診療支援
診断

眼窩腫瘍
††
Orbital Tumor
吉川 洋
(九州大学病院眼科・特任講師)

診断のポイント

 主な徴候は以下である。

【1】眼球突出

【2】眼瞼腫脹,腫瘤触知

【3】眼球運動障害

緊急対応の判断基準

 角膜穿孔や不可逆性視神経障害の可能性があり,以下の場合,緊急の対応が必要である。

【1】眼球突出により閉瞼不能

【2】視機能の著しい低下

症候の診かた

【1】触れる場合は硬さをみる。リンパ腫や炎症性では軟らかいことが多い。

【2】眼球偏位の方向:内下方偏位なら涙腺,上方なら上顎洞から,前方偏位なら球後に腫瘍がある。

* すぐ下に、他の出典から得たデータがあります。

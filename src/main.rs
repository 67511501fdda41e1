//! hand-pointer - replay recorded hand poses through a tracking session
//!
//! Entry point for the binary.

use anyhow::Result;
use clap::Parser;
use std::path::PathBuf;
use std::sync::Arc;
use tracing::info;
use tracing_appender::non_blocking::WorkerGuard;
use tracing_appender::rolling::{RollingFileAppender, Rotation};
use tracing_subscriber::{layer::SubscriberExt, util::SubscriberInitExt, Layer};

use hand_pointer::config::{Config, LoggingConfig};
use hand_pointer::host::{
    load_trace, LogClickSink, LogIndicatorSurface, ReplayEstimator, ReplayRuntime,
    StaticVideoSource,
};
use hand_pointer::tracking::{IntervalFrameClock, SessionHost, TrackingSession};
use hand_pointer::utils::format_user_error;

/// Command-line arguments for hand-pointer
#[derive(Parser, Debug)]
#[command(name = "hand-pointer")]
#[command(version, about = "Hand-gesture pointer control", long_about = None)]
pub struct Args {
    /// Recorded pose trace (JSON Lines, one array of hands per frame)
    #[arg(short, long)]
    pub trace: PathBuf,

    /// Configuration file path
    #[arg(short, long, env = "HAND_POINTER_CONFIG")]
    pub config: Option<PathBuf>,

    /// Mirror the video horizontally
    #[arg(long, overrides_with = "no_mirror")]
    pub mirror: bool,

    /// Do not mirror the video
    #[arg(long)]
    pub no_mirror: bool,

    /// Simulate this many failed runtime loads before succeeding
    #[arg(long, default_value = "0")]
    pub fail_injections: u32,

    /// Verbose logging (can be specified multiple times)
    #[arg(short, long, action = clap::ArgAction::Count)]
    pub verbose: u8,

    /// Log format (json|pretty|compact)
    #[arg(long, default_value = "pretty")]
    pub log_format: String,

    /// Write daily log files to this directory (in addition to stdout)
    #[arg(long)]
    pub log_dir: Option<PathBuf>,
}

impl Args {
    fn mirror_override(&self) -> Option<bool> {
        match (self.mirror, self.no_mirror) {
            (true, _) => Some(true),
            (false, true) => Some(false),
            (false, false) => None,
        }
    }
}

#[tokio::main]
async fn main() -> Result<()> {
    let args = Args::parse();

    let config = match Config::load_or_default(args.config.as_deref()) {
        Ok(config) => config.with_overrides(args.mirror_override(), args.log_dir.clone()),
        Err(e) => {
            eprintln!("{}", format_user_error(&e));
            return Err(e);
        }
    };

    let _log_guard = init_logging(&args, &config.logging)?;

    info!("════════════════════════════════════════════════════════");
    info!("  hand-pointer v{}", env!("CARGO_PKG_VERSION"));
    info!("  Built: {} {}", env!("BUILD_DATE"), env!("BUILD_TIME"));
    info!("  Commit: {}", env!("GIT_HASH"));
    info!("  Profile: {}", if cfg!(debug_assertions) { "debug" } else { "release" });
    info!("════════════════════════════════════════════════════════");

    tracing::debug!("Config: {:?}", config);

    if let Err(e) = run(&args, &config).await {
        eprintln!("{}", format_user_error(&e));
        return Err(e);
    }

    Ok(())
}

async fn run(args: &Args, config: &Config) -> Result<()> {
    let estimator = Arc::new(ReplayEstimator::new(load_trace(&args.trace)?));
    let geometry = config.video.geometry();
    let clock = Arc::new(IntervalFrameClock::new(config.tracking.frame_rate));
    let frame_period = clock.period();

    let host = SessionHost {
        runtime: Arc::new(ReplayRuntime::new(estimator.clone(), args.fail_injections)),
        video: Arc::new(StaticVideoSource::new(geometry)),
        surface: Arc::new(LogIndicatorSurface),
        clicks: Arc::new(LogClickSink::new(geometry.render)),
        clock,
    };

    let session = TrackingSession::new(host, config.session_config());
    session.start().await?;

    tokio::select! {
        _ = estimator.wait_drained() => {
            // Let the loop finish the last frame
            tokio::time::sleep(frame_period * 2).await;
            info!("Trace replay complete");
        }
        result = tokio::signal::ctrl_c() => {
            result?;
            info!("Interrupted");
        }
    }

    session.stop();

    let stats = session.stats();
    info!(
        "Detection rate: {:.1}% over {} frames",
        stats.detection_rate() * 100.0,
        stats.frames
    );
    println!("{}", serde_json::to_string_pretty(&stats)?);

    Ok(())
}

fn init_logging(args: &Args, logging: &LoggingConfig) -> Result<Option<WorkerGuard>> {
    let log_level = match args.verbose {
        0 => logging.level.to_lowercase(),
        1 => "debug".to_string(),
        _ => "trace".to_string(),
    };

    let env_filter = tracing_subscriber::EnvFilter::try_from_default_env().unwrap_or_else(|_| {
        tracing_subscriber::EnvFilter::new(format!(
            "{name}={level},warn",
            name = env!("CARGO_CRATE_NAME"),
            level = log_level
        ))
    });

    let stdout_layer = match args.log_format.as_str() {
        "json" => tracing_subscriber::fmt::layer().json().boxed(),
        "compact" => tracing_subscriber::fmt::layer().compact().boxed(),
        _ => tracing_subscriber::fmt::layer().pretty().boxed(),
    };

    let (file_layer, guard) = match &logging.log_dir {
        Some(log_dir) => {
            std::fs::create_dir_all(log_dir)?;
            let file_appender = RollingFileAppender::builder()
                .rotation(Rotation::DAILY)
                .filename_prefix(env!("CARGO_PKG_NAME"))
                .filename_suffix("log")
                .build(log_dir)?;
            let (non_blocking, guard) = tracing_appender::non_blocking(file_appender);

            let layer = match args.log_format.as_str() {
                "json" => tracing_subscriber::fmt::layer()
                    .json()
                    .with_writer(non_blocking)
                    .with_ansi(false)
                    .boxed(),
                _ => tracing_subscriber::fmt::layer()
                    .with_writer(non_blocking)
                    .with_ansi(false)
                    .boxed(),
            };
            (Some(layer), Some(guard))
        }
        None => (None, None),
    };

    tracing_subscriber::registry()
        .with(env_filter)
        .with(stdout_layer)
        .with(file_layer)
        .init();

    if let Some(log_dir) = &logging.log_dir {
        info!("Logging to directory: {}", log_dir.display());
    }

    Ok(guard)
}
//! Interval-driven frame clock
//!
//! For hosts without a native per-refresh callback. Ticks at a fixed rate
//! while the page is visible and stops ticking while it is hidden, so a
//! backgrounded page does not keep running inference.

use async_trait::async_trait;
use std::time::Duration;
use tokio::sync::{watch, Mutex};
use tokio::time::{Interval, MissedTickBehavior};
use tracing::debug;

use super::FrameClock;

/// Fixed-rate [`FrameClock`] gated on page visibility
pub struct IntervalFrameClock {
    period: Duration,
    interval: Mutex<Option<Interval>>,
    visible: watch::Receiver<bool>,
}

impl IntervalFrameClock {
    /// Create an always-visible clock
    pub fn new(frame_rate: u32) -> Self {
        let (_tx, rx) = watch::channel(true);
        Self::with_visibility(frame_rate, rx)
    }

    /// Create a clock that pauses while `visible` is false
    pub fn with_visibility(frame_rate: u32, visible: watch::Receiver<bool>) -> Self {
        let period = Duration::from_nanos(1_000_000_000 / frame_rate.max(1) as u64);
        debug!("Frame clock period: {:?}", period);

        Self {
            period,
            interval: Mutex::new(None),
            visible,
        }
    }

    /// Tick period
    pub fn period(&self) -> Duration {
        self.period
    }
}

#[async_trait]
impl FrameClock for IntervalFrameClock {
    async fn next_frame(&self) {
        let mut visible = self.visible.clone();
        // A dropped sender means nobody reports visibility any more
        let _ = visible.wait_for(|v| *v).await;

        let mut guard = self.interval.lock().await;
        let interval = guard.get_or_insert_with(|| {
            let mut interval = tokio::time::interval(self.period);
            interval.set_missed_tick_behavior(MissedTickBehavior::Skip);
            interval
        });
        interval.tick().await;
    }
}
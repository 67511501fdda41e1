//! Recorded pose trace replay
//!
//! A trace is a JSON Lines file: each line is one frame, holding the JSON
//! array of hands the detector reported for that frame (`[]` for an empty
//! frame). Blank lines are skipped.

use async_trait::async_trait;
use parking_lot::Mutex;
use std::collections::VecDeque;
use std::path::{Path, PathBuf};
use std::sync::atomic::{AtomicBool, AtomicU32, Ordering};
use std::sync::Arc;
use thiserror::Error;
use tokio::sync::watch;
use tracing::{debug, info, warn};

use crate::mapping::VideoSource;
use crate::pose::{DetectorConfig, EstimationError, HandPose, PoseEstimator};
use crate::provision::{self, InferenceRuntime, ProvisionError};

/// Trace loading error
#[derive(Error, Debug)]
pub enum TraceError {
    /// The trace file could not be read
    #[error("Failed to read pose trace {path}: {source}")]
    Io {
        /// Trace path
        path: PathBuf,
        /// Underlying error
        #[source]
        source: std::io::Error,
    },

    /// A line is not a JSON array of hand poses
    #[error("Invalid pose trace at line {line}: {source}")]
    Parse {
        /// 1-based line number
        line: usize,
        /// Underlying error
        #[source]
        source: serde_json::Error,
    },
}

/// Parse a trace from its text
pub fn parse_trace(content: &str) -> Result<Vec<Vec<HandPose>>, TraceError> {
    content
        .lines()
        .enumerate()
        .filter(|(_, line)| !line.trim().is_empty())
        .map(|(i, line)| {
            serde_json::from_str(line).map_err(|source| TraceError::Parse {
                line: i + 1,
                source,
            })
        })
        .collect()
}

/// Read and parse a trace file
pub fn load_trace(path: &Path) -> Result<Vec<Vec<HandPose>>, TraceError> {
    let content = std::fs::read_to_string(path).map_err(|source| TraceError::Io {
        path: path.to_path_buf(),
        source,
    })?;
    let frames = parse_trace(&content)?;
    info!("Loaded {} frames from {}", frames.len(), path.display());
    Ok(frames)
}

/// [`PoseEstimator`] that replays recorded frames in order
///
/// After the last frame it keeps reporting no hands and flags itself as
/// drained.
pub struct ReplayEstimator {
    frames: Mutex<VecDeque<Vec<HandPose>>>,
    drained: watch::Sender<bool>,
}

impl ReplayEstimator {
    /// Create an estimator over recorded frames
    pub fn new(frames: Vec<Vec<HandPose>>) -> Self {
        let (drained, _) = watch::channel(frames.is_empty());
        Self {
            frames: Mutex::new(frames.into()),
            drained,
        }
    }

    /// Frames not yet replayed
    pub fn remaining(&self) -> usize {
        self.frames.lock().len()
    }

    /// Resolve once every recorded frame has been handed out
    pub async fn wait_drained(&self) {
        let mut rx = self.drained.subscribe();
        // The sender lives in self, so this cannot observe a closed channel
        let _ = rx.wait_for(|drained| *drained).await;
    }
}

#[async_trait]
impl PoseEstimator for ReplayEstimator {
    async fn estimate_hands(
        &self,
        source: &dyn VideoSource,
    ) -> Result<Vec<HandPose>, EstimationError> {
        if !source.geometry().is_ready() {
            return Err(EstimationError::SourceUnavailable(
                "video has no dimensions".to_string(),
            ));
        }

        let mut frames = self.frames.lock();
        let frame = frames.pop_front().unwrap_or_default();
        if frames.is_empty() {
            self.drained.send_if_modified(|drained| !std::mem::replace(drained, true));
        }
        Ok(frame)
    }
}

/// [`InferenceRuntime`] serving a [`ReplayEstimator`]
///
/// `failing_injections` makes the first N runtime loads fail, which exercises
/// the provisioner's retry path.
pub struct ReplayRuntime {
    estimator: Arc<ReplayEstimator>,
    failing_injections: AtomicU32,
    runtime_loaded: AtomicBool,
    detector_loaded: AtomicBool,
}

impl ReplayRuntime {
    /// Create a runtime around a replay estimator
    pub fn new(estimator: Arc<ReplayEstimator>, failing_injections: u32) -> Self {
        Self {
            estimator,
            failing_injections: AtomicU32::new(failing_injections),
            runtime_loaded: AtomicBool::new(false),
            detector_loaded: AtomicBool::new(false),
        }
    }
}

#[async_trait]
impl InferenceRuntime for ReplayRuntime {
    fn runtime_present(&self) -> bool {
        self.runtime_loaded.load(Ordering::SeqCst)
    }

    async fn inject_runtime(&self) -> provision::Result<()> {
        let failing = self
            .failing_injections
            .fetch_update(Ordering::SeqCst, Ordering::SeqCst, |n| n.checked_sub(1));
        if failing.is_ok() {
            warn!("Simulated runtime load failure");
            return Err(ProvisionError::RuntimeInjection(
                "simulated load failure".to_string(),
            ));
        }

        self.runtime_loaded.store(true, Ordering::SeqCst);
        debug!("Replay runtime loaded");
        Ok(())
    }

    async fn initialize(&self) -> provision::Result<()> {
        Ok(())
    }

    fn detector_available(&self) -> bool {
        self.detector_loaded.load(Ordering::SeqCst)
    }

    async fn load_detector_library(&self) -> provision::Result<()> {
        self.detector_loaded.store(true, Ordering::SeqCst);
        Ok(())
    }

    async fn create_detector(
        &self,
        config: &DetectorConfig,
    ) -> provision::Result<Arc<dyn PoseEstimator>> {
        debug!(
            "Creating replay detector ({:?} {:?} on {})",
            config.model, config.model_type, config.runtime
        );
        Ok(self.estimator.clone())
    }
}

#[cfg(test)]
mod tests {
    use super::*;
    use crate::mapping::{RenderRect, VideoGeometry};
    use crate::pose::KeypointId;
    use std::io::Write;

    struct Video(VideoGeometry);

    impl VideoSource for Video {
        fn geometry(&self) -> VideoGeometry {
            self.0
        }
    }

    fn ready_video() -> Video {
        Video(VideoGeometry::new(
            640,
            480,
            RenderRect::new(0.0, 0.0, 640.0, 480.0),
        ))
    }

    const TRACE: &str = r#"[{"keypoints":[{"x":1.0,"y":2.0,"name":"index_finger_tip"}]}]

[]
"#;

    #[test]
    fn test_parse_trace() {
        let frames = parse_trace(TRACE).unwrap();
        assert_eq!(frames.len(), 2);
        assert_eq!(frames[0].len(), 1);
        assert_eq!(
            frames[0][0].keypoint(KeypointId::IndexFingerTip).map(|k| k.y),
            Some(2.0)
        );
        assert!(frames[1].is_empty());
    }

    #[test]
    fn test_parse_error_reports_line() {
        let err = parse_trace("[]\n\n{not json}\n").unwrap_err();
        assert!(matches!(err, TraceError::Parse { line: 3, .. }));
    }

    #[test]
    fn test_load_trace_file() {
        let mut file = tempfile::NamedTempFile::new().unwrap();
        file.write_all(TRACE.as_bytes()).unwrap();
        assert_eq!(load_trace(file.path()).unwrap().len(), 2);

        let err = load_trace(Path::new("/nonexistent/trace.jsonl")).unwrap_err();
        assert!(matches!(err, TraceError::Io { .. }));
    }

    #[tokio::test]
    async fn test_replay_drains_then_reports_no_hands() {
        let estimator = ReplayEstimator::new(parse_trace(TRACE).unwrap());
        let video = ready_video();

        assert_eq!(estimator.estimate_hands(&video).await.unwrap().len(), 1);
        assert_eq!(estimator.remaining(), 1);
        assert!(estimator.estimate_hands(&video).await.unwrap().is_empty());

        // Already drained, resolves immediately
        estimator.wait_drained().await;
        assert!(estimator.estimate_hands(&video).await.unwrap().is_empty());
    }

    #[tokio::test]
    async fn test_replay_needs_video() {
        let estimator = ReplayEstimator::new(Vec::new());
        let video = Video(VideoGeometry::default());
        assert!(matches!(
            estimator.estimate_hands(&video).await,
            Err(EstimationError::SourceUnavailable(_))
        ));
    }

    #[tokio::test]
    async fn test_runtime_simulated_failures() {
        let runtime = ReplayRuntime::new(Arc::new(ReplayEstimator::new(Vec::new())), 2);

        assert!(runtime.inject_runtime().await.is_err());
        assert!(runtime.inject_runtime().await.is_err());
        assert!(!runtime.runtime_present());
        runtime.inject_runtime().await.unwrap();
        assert!(runtime.runtime_present());

        assert!(!runtime.detector_available());
        runtime.load_detector_library().await.unwrap();
        assert!(runtime.detector_available());
    }
}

【3】眼瞼浮腫や皮膚発赤など炎症所見があれば炎症性かリンパ腫を考える。

検査所見とその読みかた

【1】CT,MRI

❶撮影のポイント

水平断に加え,必ず冠状断,視神経に沿う方向の矢状断も撮影する。

造影しないと必要な情報が得られないことが多い。

❷読影の主なポイント

涙腺部か筋円錐内(血管腫,髄膜腫)か筋円錐外か。